Bill Totten's Weblog

Thursday, May 21, 2009

The Life and Death of a Fiscal Theory

by Thomas Walkom (April 25 2009)

Monetarism is finally dead. It's been ailing for a while, but this week Bank of Canada governor Mark Carney drove a stake through the heart of the economic theory that has dominated Canadian government thinking since 1980.

Put simply, monetarism was a reaction to government activism. Purists, such as the late US economist Milton Friedman, argued that governments should focus on balancing their budgets and cutting taxes. Indeed, state efforts to regulate or stimulate the economy (which the Friedmanites usually called government interference) could only make matters worse.

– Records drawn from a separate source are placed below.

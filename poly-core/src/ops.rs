//! Arithmetic operators for [`Poly`].
//!
//! All operators are implemented on references, and the owned forms forward to them. The
//! result of every operation is built in canonical form: sums and products of constants wrap on
//! overflow, exponent sums saturate, and any term whose coefficient becomes zero is dropped.

use crate::{Coeff, Mono, Poly, Terms};
use std::{
    cmp::Ordering,
    iter::Sum,
    ops::{Add, Mul, Neg, Sub},
};

/// Adds the constant `value` to the non-constant polynomial `terms`.
fn add_scalar(terms: &Terms, value: Coeff) -> Poly {
    if value == 0 {
        return Poly::Terms(terms.clone());
    }

    let mut monos = Vec::with_capacity(terms.len() + 1);
    let rest = match terms.first() {
        Some(first) if first.exp == 0 => {
            let sum = &first.poly + &Poly::Scalar(value);
            if !sum.is_zero() {
                monos.push(Mono::new(sum, 0));
            }
            &terms[1..]
        },
        _ => {
            monos.push(Mono::new(Poly::Scalar(value), 0));
            &terms[..]
        },
    };
    monos.extend_from_slice(rest);

    Poly::from_sorted(monos)
}

/// Adds two non-constant polynomials by merging their (sorted) monomial lists.
fn add_terms(lhs: &Terms, rhs: &Terms) -> Poly {
    let mut monos = Vec::with_capacity(lhs.len() + rhs.len());
    let (mut i, mut j) = (0, 0);

    while i < lhs.len() && j < rhs.len() {
        let (left, right) = (&lhs[i], &rhs[j]);
        match left.exp.cmp(&right.exp) {
            Ordering::Less => {
                monos.push(left.clone());
                i += 1;
            },
            Ordering::Greater => {
                monos.push(right.clone());
                j += 1;
            },
            Ordering::Equal => {
                let sum = &left.poly + &right.poly;
                if !sum.is_zero() {
                    monos.push(Mono::new(sum, left.exp));
                }
                i += 1;
                j += 1;
            },
        }
    }

    monos.extend_from_slice(&lhs[i..]);
    monos.extend_from_slice(&rhs[j..]);

    Poly::from_sorted(monos)
}

/// Multiplies the non-constant polynomial `terms` by the constant `value`.
fn mul_scalar(terms: &Terms, value: Coeff) -> Poly {
    if value == 0 {
        return Poly::zero();
    }

    let monos = terms
        .iter()
        .filter_map(|mono| {
            let product = match &mono.poly {
                Poly::Scalar(coeff) => Poly::Scalar(coeff.wrapping_mul(value)),
                Poly::Terms(inner) => mul_scalar(inner, value),
            };
            (!product.is_zero()).then(|| Mono::new(product, mono.exp))
        })
        .collect();

    Poly::from_sorted(monos)
}

/// Multiplies two non-constant polynomials, term by term.
fn mul_terms(lhs: &Terms, rhs: &Terms) -> Poly {
    let mut monos = Vec::with_capacity(lhs.len() * rhs.len());
    for left in lhs {
        for right in rhs {
            monos.push(Mono::new(&left.poly * &right.poly, left.exp.saturating_add(right.exp)));
        }
    }

    Poly::from_monos(monos)
}

impl Add<&Poly> for &Poly {
    type Output = Poly;

    fn add(self, rhs: &Poly) -> Poly {
        match (self, rhs) {
            (Poly::Scalar(lhs), Poly::Scalar(rhs)) => Poly::Scalar(lhs.wrapping_add(*rhs)),
            (Poly::Scalar(value), Poly::Terms(terms))
                | (Poly::Terms(terms), Poly::Scalar(value)) => add_scalar(terms, *value),
            (Poly::Terms(lhs), Poly::Terms(rhs)) => add_terms(lhs, rhs),
        }
    }
}

impl Mul<&Poly> for &Poly {
    type Output = Poly;

    fn mul(self, rhs: &Poly) -> Poly {
        match (self, rhs) {
            (Poly::Scalar(lhs), Poly::Scalar(rhs)) => Poly::Scalar(lhs.wrapping_mul(*rhs)),
            (Poly::Scalar(value), Poly::Terms(terms))
                | (Poly::Terms(terms), Poly::Scalar(value)) => mul_scalar(terms, *value),
            (Poly::Terms(lhs), Poly::Terms(rhs)) => mul_terms(lhs, rhs),
        }
    }
}

impl Neg for &Poly {
    type Output = Poly;

    fn neg(self) -> Poly {
        self * &Poly::from_coeff(-1)
    }
}

impl Sub<&Poly> for &Poly {
    type Output = Poly;

    fn sub(self, rhs: &Poly) -> Poly {
        self + &-rhs
    }
}

impl Neg for Poly {
    type Output = Poly;

    fn neg(self) -> Poly {
        -&self
    }
}

/// Implements the owned forms of a binary operator in terms of the borrowed form.
macro_rules! forward_binop {
    ($($op:ident $method:ident),* $(,)?) => {
        $(
            impl $op<Poly> for Poly {
                type Output = Poly;

                fn $method(self, rhs: Poly) -> Poly {
                    <&Poly as $op<&Poly>>::$method(&self, &rhs)
                }
            }

            impl $op<&Poly> for Poly {
                type Output = Poly;

                fn $method(self, rhs: &Poly) -> Poly {
                    <&Poly as $op<&Poly>>::$method(&self, rhs)
                }
            }

            impl $op<Poly> for &Poly {
                type Output = Poly;

                fn $method(self, rhs: Poly) -> Poly {
                    <&Poly as $op<&Poly>>::$method(self, &rhs)
                }
            }
        )*
    };
}

forward_binop!(Add add, Sub sub, Mul mul);

impl Sum for Poly {
    fn sum<I: Iterator<Item = Poly>>(iter: I) -> Poly {
        iter.fold(Poly::zero(), |acc, poly| &acc + &poly)
    }
}

impl<'a> Sum<&'a Poly> for Poly {
    fn sum<I: Iterator<Item = &'a Poly>>(iter: I) -> Poly {
        iter.fold(Poly::zero(), |acc, poly| &acc + poly)
    }
}
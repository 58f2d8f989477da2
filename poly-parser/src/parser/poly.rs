use crate::{
    numeric::{self, NumericError},
    parser::{
        error::{kind, Error},
        structure,
        token::{CloseParen, Comma, Int, OpenParen, Sub},
        Parser,
        Parse,
    },
    tokenizer::{Token, TokenKind},
};
use poly_core::{Coeff, Exp, Mono, Poly};
use std::ops::Range;

/// A coefficient literal: an integer, optionally preceded by a minus sign.
#[derive(Debug, Clone, PartialEq)]
pub struct LitCoeff {
    /// The value of the literal.
    pub value: Coeff,

    /// The region of the source code that this literal was parsed from.
    pub span: Range<usize>,
}

impl Parse for LitCoeff {
    fn parse(input: &mut Parser) -> Result<Self, Error> {
        let sub = input.try_parse::<Sub>().ok();
        let int = input.try_parse::<Int>().map_err(|err| match &sub {
            Some(sub) => Error::new(vec![sub.span.clone()], kind::LoneMinus),
            None => err,
        })?;

        let (span, literal) = match sub {
            Some(sub) => (sub.span.start..int.span.end, format!("-{}", int.digits)),
            None => (int.span, int.digits),
        };

        // an `Int` token is a non-empty run of digits, so only the range can be wrong
        match numeric::parse_coeff(&literal) {
            Ok(value) => Ok(Self { value, span }),
            Err(err) => {
                debug_assert_eq!(err, NumericError::OutOfRange);
                Err(Error::new_range(vec![span], kind::CoefficientOutOfRange {
                    negative: literal.starts_with('-'),
                }))
            },
        }
    }
}

/// An exponent literal: a non-negative integer.
#[derive(Debug, Clone, PartialEq)]
pub struct LitExp {
    /// The value of the literal.
    pub value: Exp,

    /// The region of the source code that this literal was parsed from.
    pub span: Range<usize>,
}

impl Parse for LitExp {
    fn parse(input: &mut Parser) -> Result<Self, Error> {
        let int = input.try_parse::<Int>()?;

        match numeric::parse_exp(&int.digits) {
            Ok(value) => Ok(Self { value, span: int.span }),
            Err(err) => {
                debug_assert_eq!(err, NumericError::OutOfRange);
                Err(Error::new_range(vec![int.span], kind::ExponentOutOfRange))
            },
        }
    }
}

/// A monomial, written as `(coeff,exp)`, where `coeff` is itself a polynomial.
impl Parse for Mono {
    fn parse(input: &mut Parser) -> Result<Self, Error> {
        input.try_parse::<OpenParen>()?;
        let poly = input.try_parse::<Poly>()?;
        input.try_parse::<Comma>()?;
        let exp = input.try_parse::<LitExp>()?;
        input.try_parse::<CloseParen>()?;

        Ok(Mono::new(poly, exp.value))
    }
}

/// A polynomial: either a coefficient literal, or one or more monomials joined by `+`.
///
/// The monomials are combined with [`Poly::from_monos`], so they may appear in any order, and
/// may repeat exponents.
impl Parse for Poly {
    fn validate(tokens: &[Token]) -> Result<(), Error> {
        structure::validate(tokens)
    }

    fn parse(input: &mut Parser) -> Result<Self, Error> {
        match input.current_token() {
            Some(token) if token.kind == TokenKind::OpenParen => {
                let monos = input.try_parse_delimited::<Mono>(TokenKind::Add)?;
                Ok(Poly::from_monos(monos))
            },
            _ => input
                .try_parse::<LitCoeff>()
                .map(|lit| Poly::from_coeff(lit.value)),
        }
    }
}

In the monetarist world, the only legitimate government actors were central banks. Their role was to be strictly limited to issuing just enough money to keep the economy rolling without causing inflation.

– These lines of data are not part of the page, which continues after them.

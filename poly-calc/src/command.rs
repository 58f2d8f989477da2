use crate::error::Reason;
use poly_core::Coeff;
use poly_parser::numeric::{self, NumericError};
use std::str::FromStr;

/// A calculator command.
#[derive(Debug, Clone, Copy, PartialEq, Eq)]
pub enum Command {
    /// Pushes the zero polynomial.
    Zero,

    /// Prints whether the top polynomial is a constant.
    IsCoeff,

    /// Prints whether the top polynomial is zero.
    IsZero,

    /// Pushes a copy of the top polynomial.
    Clone,

    /// Replaces the two topmost polynomials with their sum.
    Add,

    /// Replaces the two topmost polynomials with their product.
    Mul,

    /// Replaces the top polynomial with its negation.
    Neg,

    /// Replaces the two topmost polynomials with the topmost minus the one below it.
    Sub,

    /// Prints whether the two topmost polynomials are equal.
    IsEq,

    /// Prints the total degree of the top polynomial.
    Deg,

    /// Prints the degree of the top polynomial with respect to the given variable.
    DegBy(usize),

    /// Replaces the top polynomial with its value at `x_0` equal to the given value.
    At(Coeff),

    /// Prints the top polynomial.
    Print,

    /// Removes the top polynomial.
    Pop,

    /// Pops the top polynomial, then composes it with the given number of polynomials below it.
    Compose(usize),
}

/// Parses the argument following a command name.
///
/// `rest` is the part of the line after the command name. It must be empty or start with a
/// blank, otherwise the name itself is wrong. The argument must then follow a single space.
fn argument<T>(
    rest: &str,
    reason: Reason,
    parse: fn(&str) -> Result<T, NumericError>,
) -> Result<T, Reason> {
    if !(rest.is_empty() || rest.starts_with([' ', '\t'])) {
        return Err(Reason::WrongCommand);
    }

    let arg = rest.strip_prefix(' ').ok_or(reason)?;
    parse(arg).map_err(|_| reason)
}

impl FromStr for Command {
    type Err = Reason;

    fn from_str(line: &str) -> Result<Self, Self::Err> {
        if line.contains('\0') {
            return Err(Reason::WrongCommand);
        }

        let command = match line {
            "ZERO" => Command::Zero,
            "IS_COEFF" => Command::IsCoeff,
            "IS_ZERO" => Command::IsZero,
            "CLONE" => Command::Clone,
            "ADD" => Command::Add,
            "MUL" => Command::Mul,
            "NEG" => Command::Neg,
            "SUB" => Command::Sub,
            "IS_EQ" => Command::IsEq,
            "DEG" => Command::Deg,
            "PRINT" => Command::Print,
            "POP" => Command::Pop,
            _ => {
                if let Some(rest) = line.strip_prefix("DEG_BY") {
                    Command::DegBy(argument(rest, Reason::DegByWrongVariable, numeric::parse_param)?)
                } else if let Some(rest) = line.strip_prefix("AT") {
                    Command::At(argument(rest, Reason::AtWrongValue, numeric::parse_coeff)?)
                } else if let Some(rest) = line.strip_prefix("COMPOSE") {
                    Command::Compose(argument(rest, Reason::ComposeWrongParameter, numeric::parse_param)?)
                } else {
                    return Err(Reason::WrongCommand);
                }
            },
        };

        Ok(command)
    }
}

#[cfg(test)]
mod tests {
    use pretty_assertions::assert_eq;
    use super::*;

    fn parse(line: &str) -> Result<Command, Reason> {
        line.parse()
    }

    #[test]
    fn simple_commands() {
        assert_eq!(parse("ZERO"), Ok(Command::Zero));
        assert_eq!(parse("IS_EQ"), Ok(Command::IsEq));
        assert_eq!(parse("DEG"), Ok(Command::Deg));
        assert_eq!(parse("POP"), Ok(Command::Pop));
    }

    #[test]
    fn simple_commands_match_exactly() {
        assert_eq!(parse("ZERO "), Err(Reason::WrongCommand));
        assert_eq!(parse("zero"), Err(Reason::WrongCommand));
        assert_eq!(parse("DEG 1"), Err(Reason::WrongCommand));
        assert_eq!(parse("PRINTX"), Err(Reason::WrongCommand));
        assert_eq!(parse("HELLO"), Err(Reason::WrongCommand));
    }

    #[test]
    fn commands_with_arguments() {
        assert_eq!(parse("DEG_BY 0"), Ok(Command::DegBy(0)));
        assert_eq!(parse("DEG_BY 18446744073709551615"), Ok(Command::DegBy(usize::MAX)));
        assert_eq!(parse("AT -5"), Ok(Command::At(-5)));
        assert_eq!(parse("AT -9223372036854775808"), Ok(Command::At(i64::MIN)));
        assert_eq!(parse("COMPOSE 2"), Ok(Command::Compose(2)));
    }

    #[test]
    fn wrong_delimiter() {
        assert_eq!(parse("DEG_BYX"), Err(Reason::WrongCommand));
        assert_eq!(parse("DEG_BY1"), Err(Reason::WrongCommand));
        assert_eq!(parse("ATE"), Err(Reason::WrongCommand));
        assert_eq!(parse("COMPOSEX 1"), Err(Reason::WrongCommand));
        assert_eq!(parse("AT\0 1"), Err(Reason::WrongCommand));
        assert_eq!(parse("AT 1\0"), Err(Reason::WrongCommand));
    }

    #[test]
    fn wrong_argument() {
        assert_eq!(parse("DEG_BY"), Err(Reason::DegByWrongVariable));
        assert_eq!(parse("DEG_BY "), Err(Reason::DegByWrongVariable));
        assert_eq!(parse("DEG_BY\t1"), Err(Reason::DegByWrongVariable));
        assert_eq!(parse("DEG_BY  1"), Err(Reason::DegByWrongVariable));
        assert_eq!(parse("DEG_BY -1"), Err(Reason::DegByWrongVariable));
        assert_eq!(parse("DEG_BY 18446744073709551616"), Err(Reason::DegByWrongVariable));
        assert_eq!(parse("AT"), Err(Reason::AtWrongValue));
        assert_eq!(parse("AT -"), Err(Reason::AtWrongValue));
        assert_eq!(parse("AT 1 "), Err(Reason::AtWrongValue));
        assert_eq!(parse("AT 9223372036854775808"), Err(Reason::AtWrongValue));
        assert_eq!(parse("AT 1a"), Err(Reason::AtWrongValue));
        assert_eq!(parse("COMPOSE"), Err(Reason::ComposeWrongParameter));
        assert_eq!(parse("COMPOSE -0"), Err(Reason::ComposeWrongParameter));
        assert_eq!(parse("COMPOSE +1"), Err(Reason::ComposeWrongParameter));
    }
}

By the late 1970s, as inflation wracked the Western world, monetarism held great appeal. Business liked its low-tax message as well as its resistance to anything, such as welfare or unemployment insurance, that might keep wages up.

Governments, disillusioned by their often clumsy attempts to foster growth and worried about their own finances, were happy to leave the economy in the hands of inflation-fighting central bankers.

Which is what they did. Before 1980, the Bank of Canada - while always conservative - had been more accommodating to activist government. Indeed, by literally printing money and giving it to the federal government in exchange for government bonds, it helped to finance these actions.

In those days, this was called monetizing the debt and was considered quite respectable. In 1980, on the eve of the monetarist revolution, the Bank of Canada held about 25 per cent of the federal debt.

But to the monetarists, this was anathema. The printing of money, they argued, should be strictly targeted to the needs of the private sector, and in particular, the need to fight inflation. If governments wanted to finance deficits they should borrow on the private market and bear the full cost.

Through most of the 1980s and 1990s, the Bank of Canada was the real power in Ottawa. By drastically limiting the growth of the money supply, thereby forcing interest rates up to twenty per cent, it induced one punishing recession in the 1980s. Then, using the same techniques, it did the same thing a decade later.

For those thrown out of work, both recessions were disasters. But to the monetarists, they did the job. Double-digit interest rates forced companies out of business, pushed down wages and, eventually, tamed inflation.

At the same time, high interest rates on government debt sent deficits soaring, creating a political climate of fear in which all governments - to the applause of the country's editorial boards - could begin dismantling Canada's social safety net.

Technically, the period of pure monetarism ended in the early 1990s when the Bank of Canada began to focus on its so-called target inflation rate rather than the money supply. But in large part, this was a distinction without a difference. Inflation was still the number one enemy.

More important, the central bank continued its policy of refusing to finance government spending through its printing presses. In 1995, a commons committee noted that the Bank of Canada held only six per cent of the national debt.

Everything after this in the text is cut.